Другая сторона - рост имущественного неравенства, возрастание количества малоземельных и безземельных крестьян, чему способствовал рост товарноденежных отношений. Многие товары, которые раньше можно было получить в порядке обмена, теперь требовали денег. Конкуренция фабрично-заводских товаров (металлические, скобяные изделия, ткани, железные орудия, посуда, соль, керосин, сахар) задавила многие местные промыслы, пополнила слои крестьян, оставшихся без привычных доходов, а эти самые изделия входили в хозяйство, быт и требовали денег. Не случайно в сводах обычного права (адата), собранных и записанных в XIX в., в нормах компенсаций наряду с привычными мерами зерна, головами скота, котлами, участками земли фигурируют русские рубли (например, котел в 2 или 4 руб., бык стоимостью 20 руб., или малая мера зерна (сах) в 20 коп. и т.д.) (Комаров А.В., 1868. С. 57; Адаты Дагестанской области... 1899. С. 258; Адаты даргинских обществ. 1873. С. 42, 82, 109, 123).

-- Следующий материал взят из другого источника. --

//! Invocation frames.
//!
//! A [`Frame`] is the private state of one invocation of a procedure: its
//! gates, their hook records and the frame-global sequence counter. Create one
//! on entry, declare gates, register hooks as resources are acquired and reach
//! gates where the procedure exits or retries.
//!
//! # Live State
//!
//! Actions capture the procedure's locals by reference, so locals an action
//! reads must be declared before the frame:
//!
//! ```
//! use core::cell::Cell;
//! use defergate_frame::Frame;
//!
//! let index = Cell::new(0);
//! let released = Cell::new(0);
//! let frame = Frame::new();
//! let retry = frame.declare_gate("retry")?;
//!
//! frame.register(retry, || released.set(released.get() + index.get()))?;
//!
//! for i in 1..=3 {
//!     index.set(i);
//!     frame.reach(retry)?;
//! }
//! assert_eq!(released.get(), 1 + 2 + 3);
//! # Ok::<(), defergate_frame::FrameError>(())
//! ```

use core::cell::{Cell, RefCell};
use core::fmt;
use core::sync::atomic::{AtomicU64, Ordering};

use hashbrown::HashMap;

use crate::binding::HookSite;
use crate::config::FrameConfig;
use crate::dispatch::{DispatchPass, DispatchReport};
use crate::error::{BoxError, FrameError};
use crate::gate::{ExitGate, GateHandle};
use crate::hook::{BoxedAction, HookRecord, HookSeq};

static NEXT_FRAME_ID: AtomicU64 = AtomicU64::new(1);

// ─────────────────────────────────────────────────────────────────────────────
// FrameId
// ─────────────────────────────────────────────────────────────────────────────

/// Process-unique identifier of a frame.
#[derive(Debug, Clone, Copy, PartialEq, Eq, PartialOrd, Ord, Hash)]
pub struct FrameId(u64);

impl FrameId {
    pub(crate) fn new(id: u64) -> Self {
        Self(id)
    }

    fn next() -> Self {
        Self::new(NEXT_FRAME_ID.fetch_add(1, Ordering::Relaxed))
    }

    /// Returns the raw ID value.
    #[must_use]
    pub fn value(&self) -> u64 {
        self.0
    }
}

impl fmt::Display for FrameId {
    fn fmt(&self, f: &mut fmt::Formatter<'_>) -> fmt::Result {
        write!(f, "frame#{}", self.0)
    }
}

// ─────────────────────────────────────────────────────────────────────────────
// GateTable
// ─────────────────────────────────────────────────────────────────────────────

#[derive(Default)]
struct GateTable<'a> {
    gates: Vec<ExitGate<'a>>,
    by_name: HashMap<String, usize>,
}

// ─────────────────────────────────────────────────────────────────────────────
// Frame
// ─────────────────────────────────────────────────────────────────────────────

/// Private state of one procedure invocation.
///
/// All operations take `&self` so that hook actions, which receive the frame
/// during dispatch, can reach other gates or register further hooks.
///
/// # Lifetime
///
/// `'a` bounds the state captured by hook actions. The frame ends when it is
/// dropped or consumed by [`finish`](Self::finish); its records are discarded
/// without running. Reaching a cleanup gate on every exit path is the
/// procedure's responsibility.
pub struct Frame<'a> {
    id: FrameId,
    config: FrameConfig,
    table: RefCell<GateTable<'a>>,
    next_seq: Cell<u64>,
}

impl Default for Frame<'_> {
    fn default() -> Self {
        Self::new()
    }
}

impl<'a> Frame<'a> {
    /// Creates a frame with default configuration.
    #[must_use]
    pub fn new() -> Self {
        Self::with_config(FrameConfig::default())
    }

    /// Creates a frame with the given configuration.
    #[must_use]
    pub fn with_config(config: FrameConfig) -> Self {
        let id = FrameId::next();
        tracing::debug!(frame = %id, procedure = config.name().unwrap_or_default(), "frame entered");
        Self {
            id,
            config,
            table: RefCell::new(GateTable::default()),
            next_seq: Cell::new(0),
        }
    }

    /// Returns this frame's identifier.
    #[must_use]
    pub fn id(&self) -> FrameId {
        self.id
    }

    /// Returns the procedure name from the configuration, if set.
    #[must_use]
    pub fn name(&self) -> Option<&str> {
        self.config.name()
    }

    /// Returns the frame configuration.
    #[must_use]
    pub fn config(&self) -> &FrameConfig {
        &self.config
    }

    // ─────────────────────────────────────────────────────────────────────
    // Gates
    // ─────────────────────────────────────────────────────────────────────

    /// Declares a named exit gate.
    ///
    /// # Errors
    ///
    /// Returns [`FrameError::DuplicateGate`] if a gate with this name already
    /// exists in the frame.
    pub fn declare_gate(&self, name: impl Into<String>) -> Result<GateHandle, FrameError> {
        let name = name.into();
        let mut table = self.table.borrow_mut();

        if table.by_name.contains_key(&name) {
            return Err(FrameError::DuplicateGate {
                frame: self.id,
                name,
            });
        }

        let handle = GateHandle::new(self.id, table.gates.len());
        tracing::debug!(frame = %self.id, gate = %name, "gate declared");
        table.by_name.insert(name.clone(), handle.index());
        table.gates.push(ExitGate::new(name));
        Ok(handle)
    }

    /// Looks up a gate by name.
    #[must_use]
    pub fn gate(&self, name: &str) -> Option<GateHandle> {
        let table = self.table.borrow();
        table
            .by_name
            .get(name)
            .map(|&index| GateHandle::new(self.id, index))
    }

    /// Checks if a gate with the given name is declared.
    #[must_use]
    pub fn contains_gate(&self, name: &str) -> bool {
        self.table.borrow().by_name.contains_key(name)
    }

    /// Returns the number of declared gates.
    #[must_use]
    pub fn gate_count(&self) -> usize {
        self.table.borrow().gates.len()
    }

    /// Returns the name of a gate.
    ///
    /// # Errors
    ///
    /// Returns [`FrameError::UnknownGate`] if the handle is not from this frame.
    pub fn gate_name(&self, gate: GateHandle) -> Result<String, FrameError> {
        self.inspect(gate, |exit| exit.name().to_owned())
    }

    /// Returns the number of hook records targeting a gate, eligible or not.
    ///
    /// # Errors
    ///
    /// Returns [`FrameError::UnknownGate`] if the handle is not from this frame.
    pub fn hook_count(&self, gate: GateHandle) -> Result<usize, FrameError> {
        self.inspect(gate, ExitGate::hook_count)
    }

    /// Returns the number of eligible hooks targeting a gate.
    ///
    /// # Errors
    ///
    /// Returns [`FrameError::UnknownGate`] if the handle is not from this frame.
    pub fn eligible_count(&self, gate: GateHandle) -> Result<usize, FrameError> {
        self.inspect(gate, ExitGate::eligible_count)
    }

    /// Returns how many times a gate has been reached.
    ///
    /// # Errors
    ///
    /// Returns [`FrameError::UnknownGate`] if the handle is not from this frame.
    pub fn reach_count(&self, gate: GateHandle) -> Result<usize, FrameError> {
        self.inspect(gate, ExitGate::reach_count)
    }

    // ─────────────────────────────────────────────────────────────────────
    // Registration
    // ─────────────────────────────────────────────────────────────────────

    /// Registers an action on a gate and makes it eligible immediately.
    ///
    /// The action does not run now. It runs on every later reach of `gate`,
    /// after all hooks registered after it on the same gate.
    ///
    /// # Errors
    ///
    /// Returns [`FrameError::UnknownGate`] if the handle is not from this frame.
    pub fn register(&self, gate: GateHandle, action: impl Fn() + 'a) -> Result<HookSeq, FrameError> {
        self.register_boxed(gate, BoxedAction::infallible(action))
    }

    /// Registers a fallible action on a gate.
    ///
    /// An error returned by the action surfaces from [`reach`](Self::reach) as
    /// [`FrameError::ActionFailure`].
    ///
    /// # Errors
    ///
    /// Returns [`FrameError::UnknownGate`] if the handle is not from this frame.
    pub fn try_register<E>(
        &self,
        gate: GateHandle,
        action: impl Fn() -> Result<(), E> + 'a,
    ) -> Result<HookSeq, FrameError>
    where
        E: Into<BoxError>,
    {
        self.register_boxed(gate, BoxedAction::fallible(action))
    }

    /// Registers a pre-built [`BoxedAction`] on a gate.
    ///
    /// This is the lower-level registration method used by both
    /// [`register`](Self::register) and [`try_register`](Self::try_register).
    /// Use it for actions that need the frame, e.g. to reach another gate.
    ///
    /// # Errors
    ///
    /// Returns [`FrameError::UnknownGate`] if the handle is not from this frame.
    pub fn register_boxed(&self, gate: GateHandle, action: BoxedAction<'a>) -> Result<HookSeq, FrameError> {
        let site = self.declare_hook(gate, action)?;
        let seq = site.seq();
        self.arm(site)?;
        Ok(seq)
    }

    /// Creates an ineligible hook record and returns its registration site.
    ///
    /// The sequence number is assigned now. The hook stays ineligible, and is
    /// skipped by every dispatch pass, until the site is passed to
    /// [`arm`](Self::arm). Dropping the site leaves it ineligible for good.
    ///
    /// # Errors
    ///
    /// Returns [`FrameError::UnknownGate`] if the handle is not from this frame.
    pub fn declare_hook(&self, gate: GateHandle, action: BoxedAction<'a>) -> Result<HookSite, FrameError> {
        let mut table = self.table.borrow_mut();
        let exit = self.resolve_mut(&mut table, gate)?;

        let seq = HookSeq::new(self.next_seq.get());
        self.next_seq.set(seq.value() + 1);
        exit.push(HookRecord::new(seq, gate, action));

        tracing::trace!(frame = %self.id, gate = exit.name(), seq = %seq, "hook declared");
        Ok(HookSite::new(gate, seq))
    }

    /// Makes the hook at a registration site eligible.
    ///
    /// # Errors
    ///
    /// Returns [`FrameError::UnknownGate`] if the site was declared in
    /// another frame.
    pub fn arm(&self, site: HookSite) -> Result<(), FrameError> {
        let mut table = self.table.borrow_mut();
        let exit = self.resolve_mut(&mut table, site.gate())?;
        let unknown = FrameError::UnknownGate {
            frame: self.id,
            gate: site.gate(),
        };
        let record = exit.record_mut(site.seq()).ok_or(unknown)?;

        debug_assert_eq!(record.gate(), site.gate());
        let armed = record.arm();
        debug_assert!(armed, "a registration site is armed at most once");

        tracing::trace!(frame = %self.id, gate = exit.name(), seq = %site.seq(), "hook armed");
        Ok(())
    }

    // ─────────────────────────────────────────────────────────────────────
    // Dispatch
    // ─────────────────────────────────────────────────────────────────────

    /// Reaches a gate: runs its eligible hooks, newest first, then returns.
    ///
    /// A gate can be reached any number of times. Each reach re-scans the
    /// current eligibility of the gate's hooks and runs all eligible ones
    /// again; hooks are never consumed. An action may reach this same gate;
    /// the nested reach is a full pass of its own.
    ///
    /// # Errors
    ///
    /// - [`FrameError::UnknownGate`] if the handle is not from this frame
    /// - [`FrameError::ActionFailure`] if an action fails under
    ///   [`FailurePolicy::Halt`](crate::FailurePolicy::Halt); hooks after it
    ///   in this pass did not run
    /// - [`FrameError::ActionFailures`] if any action fails under
    ///   [`FailurePolicy::Continue`](crate::FailurePolicy::Continue)
    pub fn reach(&self, gate: GateHandle) -> Result<DispatchReport, FrameError> {
        let pass = {
            let mut table = self.table.borrow_mut();
            let exit = self.resolve_mut(&mut table, gate)?;
            exit.mark_reached();
            DispatchPass::snapshot(exit)
        };

        let report = pass.run(self, self.config.failure_policy())?;
        tracing::debug!(
            frame = %self.id,
            gate = report.gate(),
            ran = report.ran().len(),
            skipped = report.skipped(),
            "gate reached"
        );
        Ok(report)
    }

    /// Reaches a terminal gate and ends the frame.
    ///
    /// # Errors
    ///
    /// Same as [`reach`](Self::reach). The frame ends either way.
    pub fn finish(self, gate: GateHandle) -> Result<DispatchReport, FrameError> {
        self.reach(gate)
    }

    // ─────────────────────────────────────────────────────────────────────
    // Internals
    // ─────────────────────────────────────────────────────────────────────

    fn resolve_mut<'t>(
        &self,
        table: &'t mut GateTable<'a>,
        gate: GateHandle,
    ) -> Result<&'t mut ExitGate<'a>, FrameError> {
        let unknown = FrameError::UnknownGate {
            frame: self.id,
            gate,
        };
        if gate.frame() != self.id {
            return Err(unknown);
        }
        table.gates.get_mut(gate.index()).ok_or(unknown)
    }

    fn inspect<T>(&self, gate: GateHandle, f: impl FnOnce(&ExitGate<'a>) -> T) -> Result<T, FrameError> {
        let mut table = self.table.borrow_mut();
        let exit = self.resolve_mut(&mut table, gate)?;
        Ok(f(&*exit))
    }
}

impl Drop for Frame<'_> {
    fn drop(&mut self) {
        let table = self.table.get_mut();

        if self.config.warn_unreached() {
            for gate in table.gates.iter().filter(|gate| gate.has_pending_hooks()) {
                tracing::warn!(
                    frame = %self.id,
                    gate = gate.name(),
                    pending = gate.eligible_count(),
                    "frame ended without reaching a gate that holds eligible hooks"
                );
            }
        }

        tracing::debug!(frame = %self.id, gates = table.gates.len(), "frame ended");
    }
}

impl fmt::Debug for Frame<'_> {
    fn fmt(&self, f: &mut fmt::Formatter<'_>) -> fmt::Result {
        let mut debug = f.debug_struct("Frame");
        debug.field("id", &self.id).field("config", &self.config);
        match self.table.try_borrow() {
            Ok(table) => debug.field("gates", &table.gates),
            Err(_) => debug.field("gates", &"<dispatching>"),
        };
        debug.finish()
    }
}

Однако правы те исследователи (в частности М.Ш. Шихабудинов), которые связывают «бурное развитие» отходничества в Дагестане в конце XIX - начале XX в. не только (по его мнению и не столько) с «социально-политическими и экономическими изменениями, происходившими в самом дагестанском обществе», но и «с ускоренным развитием капитализма в России», с его развитием вширь (Шихабудинов М.Ш., 1974. С. 109; 1984. С. 124).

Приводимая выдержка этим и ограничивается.